(Collected data entries)

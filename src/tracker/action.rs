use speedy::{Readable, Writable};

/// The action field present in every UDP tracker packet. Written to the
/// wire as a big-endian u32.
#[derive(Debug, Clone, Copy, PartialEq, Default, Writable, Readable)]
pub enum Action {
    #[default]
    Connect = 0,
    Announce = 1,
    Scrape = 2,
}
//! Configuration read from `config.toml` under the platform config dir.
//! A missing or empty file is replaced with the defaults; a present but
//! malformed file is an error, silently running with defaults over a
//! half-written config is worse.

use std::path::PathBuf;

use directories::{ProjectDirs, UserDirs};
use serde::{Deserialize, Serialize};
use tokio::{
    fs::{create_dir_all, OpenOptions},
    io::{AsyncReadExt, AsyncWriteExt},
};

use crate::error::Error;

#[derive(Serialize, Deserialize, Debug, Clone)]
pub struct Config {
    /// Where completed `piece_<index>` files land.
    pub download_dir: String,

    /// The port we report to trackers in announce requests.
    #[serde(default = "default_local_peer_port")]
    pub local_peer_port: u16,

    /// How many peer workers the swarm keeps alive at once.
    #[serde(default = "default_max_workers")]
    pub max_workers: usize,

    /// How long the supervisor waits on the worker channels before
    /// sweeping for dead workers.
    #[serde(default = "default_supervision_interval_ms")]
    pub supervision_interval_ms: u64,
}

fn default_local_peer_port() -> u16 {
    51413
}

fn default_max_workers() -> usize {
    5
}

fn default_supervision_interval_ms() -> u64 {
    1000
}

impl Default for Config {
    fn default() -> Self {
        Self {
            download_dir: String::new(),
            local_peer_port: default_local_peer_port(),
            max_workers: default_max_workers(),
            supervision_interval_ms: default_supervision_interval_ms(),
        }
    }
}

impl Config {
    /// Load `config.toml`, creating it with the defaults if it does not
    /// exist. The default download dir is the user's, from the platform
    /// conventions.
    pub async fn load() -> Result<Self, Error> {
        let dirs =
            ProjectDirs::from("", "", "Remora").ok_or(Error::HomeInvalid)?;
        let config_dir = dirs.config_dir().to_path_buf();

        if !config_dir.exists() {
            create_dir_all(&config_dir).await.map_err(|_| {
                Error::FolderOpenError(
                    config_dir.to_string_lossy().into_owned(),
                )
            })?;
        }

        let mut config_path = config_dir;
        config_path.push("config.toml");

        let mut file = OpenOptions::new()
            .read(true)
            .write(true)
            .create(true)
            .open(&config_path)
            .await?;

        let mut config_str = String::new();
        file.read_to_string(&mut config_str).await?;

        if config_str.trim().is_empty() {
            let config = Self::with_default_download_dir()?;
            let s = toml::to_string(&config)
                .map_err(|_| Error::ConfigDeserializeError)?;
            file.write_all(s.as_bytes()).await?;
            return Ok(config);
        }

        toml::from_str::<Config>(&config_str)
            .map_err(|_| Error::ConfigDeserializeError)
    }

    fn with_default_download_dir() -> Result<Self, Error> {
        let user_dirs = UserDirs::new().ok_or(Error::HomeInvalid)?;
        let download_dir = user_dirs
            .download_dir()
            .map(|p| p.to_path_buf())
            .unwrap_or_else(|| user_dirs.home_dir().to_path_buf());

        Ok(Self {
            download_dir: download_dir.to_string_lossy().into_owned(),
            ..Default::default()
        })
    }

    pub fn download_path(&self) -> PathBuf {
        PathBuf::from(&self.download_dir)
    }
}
...
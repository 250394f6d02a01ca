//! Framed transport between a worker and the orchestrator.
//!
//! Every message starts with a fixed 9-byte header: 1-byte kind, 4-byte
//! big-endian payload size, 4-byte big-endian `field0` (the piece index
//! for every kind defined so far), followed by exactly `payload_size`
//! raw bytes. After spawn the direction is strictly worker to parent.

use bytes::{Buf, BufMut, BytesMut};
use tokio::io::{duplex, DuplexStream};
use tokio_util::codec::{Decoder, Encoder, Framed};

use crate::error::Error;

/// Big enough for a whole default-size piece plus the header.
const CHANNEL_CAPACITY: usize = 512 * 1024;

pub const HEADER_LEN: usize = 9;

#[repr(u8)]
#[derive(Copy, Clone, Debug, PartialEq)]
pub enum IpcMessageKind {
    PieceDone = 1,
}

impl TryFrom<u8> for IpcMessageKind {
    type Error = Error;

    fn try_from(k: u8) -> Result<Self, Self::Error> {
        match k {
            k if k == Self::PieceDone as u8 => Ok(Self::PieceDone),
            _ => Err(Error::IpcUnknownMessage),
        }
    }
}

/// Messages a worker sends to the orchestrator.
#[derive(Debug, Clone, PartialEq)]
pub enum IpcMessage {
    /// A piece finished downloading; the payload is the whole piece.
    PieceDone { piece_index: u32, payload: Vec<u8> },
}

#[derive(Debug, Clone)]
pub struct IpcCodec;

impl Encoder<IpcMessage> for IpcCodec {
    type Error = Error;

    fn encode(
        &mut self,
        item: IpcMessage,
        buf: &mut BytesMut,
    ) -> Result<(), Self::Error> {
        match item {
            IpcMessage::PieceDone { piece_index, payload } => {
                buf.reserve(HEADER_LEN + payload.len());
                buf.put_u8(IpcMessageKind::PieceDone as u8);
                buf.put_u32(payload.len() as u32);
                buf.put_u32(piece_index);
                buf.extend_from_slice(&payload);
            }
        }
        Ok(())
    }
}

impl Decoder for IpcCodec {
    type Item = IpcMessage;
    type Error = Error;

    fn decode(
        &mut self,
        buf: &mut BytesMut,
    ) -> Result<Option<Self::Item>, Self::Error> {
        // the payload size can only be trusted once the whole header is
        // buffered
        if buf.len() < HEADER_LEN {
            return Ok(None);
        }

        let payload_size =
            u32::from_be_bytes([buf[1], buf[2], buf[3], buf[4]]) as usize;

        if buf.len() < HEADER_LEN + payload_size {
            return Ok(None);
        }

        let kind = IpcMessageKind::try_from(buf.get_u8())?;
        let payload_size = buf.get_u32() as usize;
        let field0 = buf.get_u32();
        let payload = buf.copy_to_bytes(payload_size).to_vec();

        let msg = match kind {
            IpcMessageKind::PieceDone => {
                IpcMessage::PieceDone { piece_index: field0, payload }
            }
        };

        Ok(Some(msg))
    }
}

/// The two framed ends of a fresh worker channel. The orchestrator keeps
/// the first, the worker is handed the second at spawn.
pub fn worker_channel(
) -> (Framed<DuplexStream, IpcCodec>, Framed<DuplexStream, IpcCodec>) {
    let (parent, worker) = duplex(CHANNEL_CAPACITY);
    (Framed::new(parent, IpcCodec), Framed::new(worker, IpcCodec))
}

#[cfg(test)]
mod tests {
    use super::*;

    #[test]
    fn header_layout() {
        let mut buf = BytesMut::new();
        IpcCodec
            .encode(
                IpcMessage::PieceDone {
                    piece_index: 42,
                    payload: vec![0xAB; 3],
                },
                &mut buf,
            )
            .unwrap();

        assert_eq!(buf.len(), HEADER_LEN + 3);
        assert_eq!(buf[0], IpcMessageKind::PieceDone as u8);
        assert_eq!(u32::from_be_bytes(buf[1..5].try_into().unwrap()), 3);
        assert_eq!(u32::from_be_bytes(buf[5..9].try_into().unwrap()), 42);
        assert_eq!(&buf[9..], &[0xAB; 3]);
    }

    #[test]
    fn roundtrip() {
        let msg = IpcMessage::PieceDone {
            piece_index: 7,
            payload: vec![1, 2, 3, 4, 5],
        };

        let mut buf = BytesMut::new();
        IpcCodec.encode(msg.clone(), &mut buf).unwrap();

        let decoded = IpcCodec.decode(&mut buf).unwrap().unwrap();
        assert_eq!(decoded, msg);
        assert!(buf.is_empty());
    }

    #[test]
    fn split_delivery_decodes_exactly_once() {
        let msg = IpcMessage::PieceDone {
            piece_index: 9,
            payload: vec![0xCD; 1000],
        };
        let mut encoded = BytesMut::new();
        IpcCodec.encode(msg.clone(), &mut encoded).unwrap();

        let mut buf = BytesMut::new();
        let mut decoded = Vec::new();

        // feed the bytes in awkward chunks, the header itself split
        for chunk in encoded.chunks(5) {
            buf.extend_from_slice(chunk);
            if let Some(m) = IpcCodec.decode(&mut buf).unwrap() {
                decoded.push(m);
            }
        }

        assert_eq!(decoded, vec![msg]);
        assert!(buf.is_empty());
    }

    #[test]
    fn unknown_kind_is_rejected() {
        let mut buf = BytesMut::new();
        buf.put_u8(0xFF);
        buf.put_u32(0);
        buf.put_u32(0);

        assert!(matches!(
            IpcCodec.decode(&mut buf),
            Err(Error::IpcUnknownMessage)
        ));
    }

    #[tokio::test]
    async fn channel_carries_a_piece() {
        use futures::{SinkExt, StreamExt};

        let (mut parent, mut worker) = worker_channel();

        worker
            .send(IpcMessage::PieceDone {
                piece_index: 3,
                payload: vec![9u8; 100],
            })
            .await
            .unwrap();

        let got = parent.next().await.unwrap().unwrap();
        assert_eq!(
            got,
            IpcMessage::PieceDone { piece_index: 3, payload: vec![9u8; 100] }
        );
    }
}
...
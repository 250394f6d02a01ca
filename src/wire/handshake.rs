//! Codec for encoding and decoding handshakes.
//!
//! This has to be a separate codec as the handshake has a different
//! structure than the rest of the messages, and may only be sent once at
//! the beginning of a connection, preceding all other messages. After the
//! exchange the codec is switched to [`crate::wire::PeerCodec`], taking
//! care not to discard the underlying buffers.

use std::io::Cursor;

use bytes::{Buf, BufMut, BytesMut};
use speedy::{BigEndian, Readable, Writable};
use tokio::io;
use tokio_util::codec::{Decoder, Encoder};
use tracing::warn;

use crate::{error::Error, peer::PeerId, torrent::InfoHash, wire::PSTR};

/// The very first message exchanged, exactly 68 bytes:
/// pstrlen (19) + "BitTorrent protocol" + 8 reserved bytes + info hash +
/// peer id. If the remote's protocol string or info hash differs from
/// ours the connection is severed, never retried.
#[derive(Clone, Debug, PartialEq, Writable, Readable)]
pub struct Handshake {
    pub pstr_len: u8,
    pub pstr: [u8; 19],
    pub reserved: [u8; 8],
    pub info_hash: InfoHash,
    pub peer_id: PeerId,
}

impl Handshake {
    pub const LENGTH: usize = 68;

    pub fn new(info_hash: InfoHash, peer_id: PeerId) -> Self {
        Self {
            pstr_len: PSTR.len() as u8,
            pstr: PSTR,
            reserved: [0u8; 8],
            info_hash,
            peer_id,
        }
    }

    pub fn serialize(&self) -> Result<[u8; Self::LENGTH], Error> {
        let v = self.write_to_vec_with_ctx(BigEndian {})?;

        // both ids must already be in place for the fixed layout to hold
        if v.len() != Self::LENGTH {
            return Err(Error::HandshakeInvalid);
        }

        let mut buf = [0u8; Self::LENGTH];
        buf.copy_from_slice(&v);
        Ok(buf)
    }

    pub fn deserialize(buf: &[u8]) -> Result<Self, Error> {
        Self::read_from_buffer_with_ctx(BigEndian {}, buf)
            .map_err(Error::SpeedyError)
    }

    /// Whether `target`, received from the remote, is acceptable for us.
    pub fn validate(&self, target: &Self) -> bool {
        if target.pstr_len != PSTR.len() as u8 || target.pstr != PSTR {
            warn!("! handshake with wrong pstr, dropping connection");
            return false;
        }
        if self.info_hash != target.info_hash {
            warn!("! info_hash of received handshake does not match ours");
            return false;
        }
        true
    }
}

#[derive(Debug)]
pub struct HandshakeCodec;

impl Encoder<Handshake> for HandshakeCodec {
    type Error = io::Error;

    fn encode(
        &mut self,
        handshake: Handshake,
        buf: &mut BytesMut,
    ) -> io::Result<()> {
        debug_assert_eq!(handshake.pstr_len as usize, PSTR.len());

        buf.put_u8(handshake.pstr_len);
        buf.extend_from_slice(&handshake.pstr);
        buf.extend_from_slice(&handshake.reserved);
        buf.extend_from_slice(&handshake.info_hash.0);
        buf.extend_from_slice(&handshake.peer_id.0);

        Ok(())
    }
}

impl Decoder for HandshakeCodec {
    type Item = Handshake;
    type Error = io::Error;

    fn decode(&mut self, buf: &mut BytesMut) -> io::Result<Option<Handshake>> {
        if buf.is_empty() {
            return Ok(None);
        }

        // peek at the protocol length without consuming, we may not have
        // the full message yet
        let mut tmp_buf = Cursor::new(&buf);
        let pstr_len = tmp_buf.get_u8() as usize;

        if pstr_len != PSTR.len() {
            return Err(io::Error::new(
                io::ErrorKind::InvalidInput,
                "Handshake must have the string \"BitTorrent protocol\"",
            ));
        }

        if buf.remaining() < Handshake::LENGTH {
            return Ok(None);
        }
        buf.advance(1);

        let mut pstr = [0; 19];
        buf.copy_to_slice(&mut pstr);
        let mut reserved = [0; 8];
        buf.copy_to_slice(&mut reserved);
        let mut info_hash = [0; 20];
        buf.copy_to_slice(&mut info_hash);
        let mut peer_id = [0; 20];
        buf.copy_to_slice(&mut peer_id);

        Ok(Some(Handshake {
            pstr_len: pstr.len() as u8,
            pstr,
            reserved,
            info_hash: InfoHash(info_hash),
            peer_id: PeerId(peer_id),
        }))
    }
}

- _TASK GOAL_: Above are records; repeat only the lines starting at the line with "(the piece index" and ending at the line with "#[repr(u8)]", exactly as they appear, both included.

- _ANSWER TO THIS TASK_:
//! big-endian payload size, 4-byte big-endian `field0` (the piece index
//! for every kind defined so far), followed by exactly `payload_size`
//! raw bytes. After spawn the direction is strictly worker to parent.

use bytes::{Buf, BufMut, BytesMut};
use tokio::io::{duplex, DuplexStream};
use tokio_util::codec::{Decoder, Encoder, Framed};

use crate::error::Error;

/// Big enough for a whole default-size piece plus the header.
const CHANNEL_CAPACITY: usize = 512 * 1024;

pub const HEADER_LEN: usize = 9;

#[repr(u8)]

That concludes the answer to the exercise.